National sevens team
- Years: Team / Comps
- 2022–: United States / 2
- Allegiance: United States
- Branch: United States Army
- Service years: 2020–present
- Rank: Captain
- Medal record
Women's rugby sevens
Representing United States
Olympic Games
| Bronze medal – third place | 2024 Paris | Team competition |

= Sammy Sullivan =

American rugby union player (born 1998)

Samantha "Sammy" Sullivan (born May 22, 1998) is an American rugby sevens player. She competed for the United States at the 2024 Summer Olympics, where the team earned a bronze medal.

Originally from Fayetteville, North Carolina, Sullivan spent four years at the United States Military Academy in West Point, New York, where she played on the Women's Rugby team for three and a half seasons. Her spring 2020 7s season was canceled due to COVID-19. Sullivan played both 7s and 15s rugby as an Army Black Knight.

== Early life ==
Sullivan was born in Tacoma, Washington, to Michael Sullivan, a U.S. Army colonel, and Cindy Sullivan, a math teacher. Growing up, she spent time in Germany, Kentucky, California, and Hawaii, but considers Fayetteville, North Carolina, home. She has a twin brother.

After graduating from Jack Britt High School in Fayetteville, North Carolina, Sullivan enrolled at West Point in the fall of 2016.

== Rugby career ==

=== College career ===
Sullivan joined the rugby program at the start of her freshman year at West Point and became a starter just three games in.
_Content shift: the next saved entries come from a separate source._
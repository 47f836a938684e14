//! End-to-end scenarios driving `KnitFsm` purely through its public API
//! against `MockSerialLink`, the same way a dispatcher gets exercised end
//! to end rather than one arm at a time.

use std::sync::{Arc, Mutex};

use ayab_engine::{EngineError, FsmOutcome, KnitFsm, MockSerialLink, ProgressEvent, ProgressSink};
use ayab_image::{PatternBuffer, RgbaImage};
use ayab_machine::{Alignment, Config, KnittingMode, Machine};
use rgb::RGB8;

#[derive(Default)]
struct RecordingSink {
    events: Mutex<Vec<ProgressEvent>>,
}

impl RecordingSink {
    fn take(&self) -> Vec<ProgressEvent> {
        self.events.lock().unwrap().clone()
    }
}

impl ProgressSink for RecordingSink {
    fn update_progress(&self, row: u32, total_rows: u32, repeat_count: u32) {
        self.events.lock().unwrap().push(ProgressEvent::Progress {
            row,
            total_rows,
            repeat_count,
        });
    }
    fn update_color(&self, color: u8) {
        self.events.lock().unwrap().push(ProgressEvent::Color { color });
    }
    fn update_status(&self, status: String) {
        self.events.lock().unwrap().push(ProgressEvent::Status(status));
    }
    fn notify(&self, message: String) {
        self.events.lock().unwrap().push(ProgressEvent::Notify(message));
    }
    fn play_sound(&self, name: &str) {
        self.events
            .lock()
            .unwrap()
            .push(ProgressEvent::PlaySound(name.to_string()));
    }
    fn finished(&self, ok: bool) {
        self.events.lock().unwrap().push(ProgressEvent::Finished { ok });
    }
}

impl ProgressSink for Arc<RecordingSink> {
    fn update_progress(&self, row: u32, total_rows: u32, repeat_count: u32) {
        (**self).update_progress(row, total_rows, repeat_count);
    }
    fn update_color(&self, color: u8) {
        (**self).update_color(color);
    }
    fn update_status(&self, status: String) {
        (**self).update_status(status);
    }
    fn notify(&self, message: String) {
        (**self).notify(message);
    }
    fn play_sound(&self, name: &str) {
        (**self).play_sound(name);
    }
    fn finished(&self, ok: bool) {
        (**self).finished(ok);
    }
}

fn singlebed_job() -> (Config, PatternBuffer) {
    let machine = Machine::default();
    let config = Config::validate(
        machine,
        2,
        0,
        KnittingMode::Singlebed,
        false,
        false,
        Alignment::Center,
        0,
        199,
        "Simulation".to_string(),
    )
    .unwrap();
    let a = RGB8::new(10, 10, 10);
    let b = RGB8::new(200, 200, 200);
    let image = RgbaImage::new(4, 2, vec![a, b, a, b, b, a, b, a]);
    let pattern = PatternBuffer::build(&image, 2, machine).unwrap();
    (config, pattern)
}

/// FSM receives `reqLine(255)` then `reqLine(0)`; the second request
/// belongs to the next 256-line block, so the planner must see absolute
/// line 256, not a repeat of 0.
#[test]
fn s5_block_wrap_produces_monotonic_absolute_line_numbers() {
    let (config, pattern) = singlebed_job();
    let mut link = MockSerialLink::new();
    link.push_inbound(vec![0xC3, 5, 1, 0]); // cnfInfo api=5
    link.push_inbound(vec![0x84, 1, 0, 0, 0, 0, 1, 0]); // indState ready=1
    link.push_inbound(vec![0xC1, 1]); // cnfStart ok=1
    link.push_inbound(vec![0x82, 255]); // reqLine(255)
    link.push_inbound(vec![0x82, 0]); // reqLine(0) -> block wrap

    let sink = Arc::new(RecordingSink::default());
    let mut fsm = KnitFsm::new(config, pattern, Box::new(link), Box::new(sink));
    fsm.step().unwrap(); // Setup -> Init
    fsm.step().unwrap(); // Init -> WaitForInit
    fsm.step().unwrap(); // WaitForInit -> Start
    fsm.step().unwrap(); // Start -> Operate
    fsm.step().unwrap(); // Operate: reqLine(255) -> absolute 255
    assert_eq!(fsm.last_absolute_line(), Some(255));
    fsm.step().unwrap(); // Operate: reqLine(0) -> block wrap, absolute 256
    assert_eq!(fsm.last_absolute_line(), Some(256));
}

/// Device reports an API version the engine doesn't speak; the FSM must
/// terminate with exactly one `finished(false)` and never attempt to send
/// `reqStart`.
#[test]
fn s6_wrong_api_terminates_with_exactly_one_finished_false() {
    let (config, pattern) = singlebed_job();
    let mut link = MockSerialLink::new();
    link.push_inbound(vec![0xC3, 4, 0, 9]); // cnfInfo api=4
    let sent = link.sent_handle();
    let sink = Arc::new(RecordingSink::default());
    let mut fsm = KnitFsm::new(config, pattern, Box::new(link), Box::new(Arc::clone(&sink)));

    assert_eq!(fsm.step().unwrap(), FsmOutcome::Running); // Setup -> Init
    let err = fsm.step().unwrap_err();
    assert_eq!(
        err,
        EngineError::WrongApi {
            expected: 5,
            got: 4
        }
    );

    let events = sink.take();
    assert_eq!(
        events
            .iter()
            .filter(|e| matches!(e, ProgressEvent::Finished { .. }))
            .count(),
        1
    );
    assert_eq!(events.last(), Some(&ProgressEvent::Finished { ok: false }));
    assert!(!sent.borrow().iter().any(|m| m.first() == Some(&0x01)));
}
Sullivan played rugby 15s in the fall and rugby 7s in the spring.

During her time as a Black Knight, Sullivan earned many accolades, becoming a 3x NIRA 15s All-American (2017, 2018, 2019), 2019 Prusmack Award winner, 2019 Collegiate Rugby Championship Tournament MVP, and a HSBC All-Academic Team honors, (2019–20). Sullivan became the first-ever rugby Army Athletic Association Award (AAA) recipient.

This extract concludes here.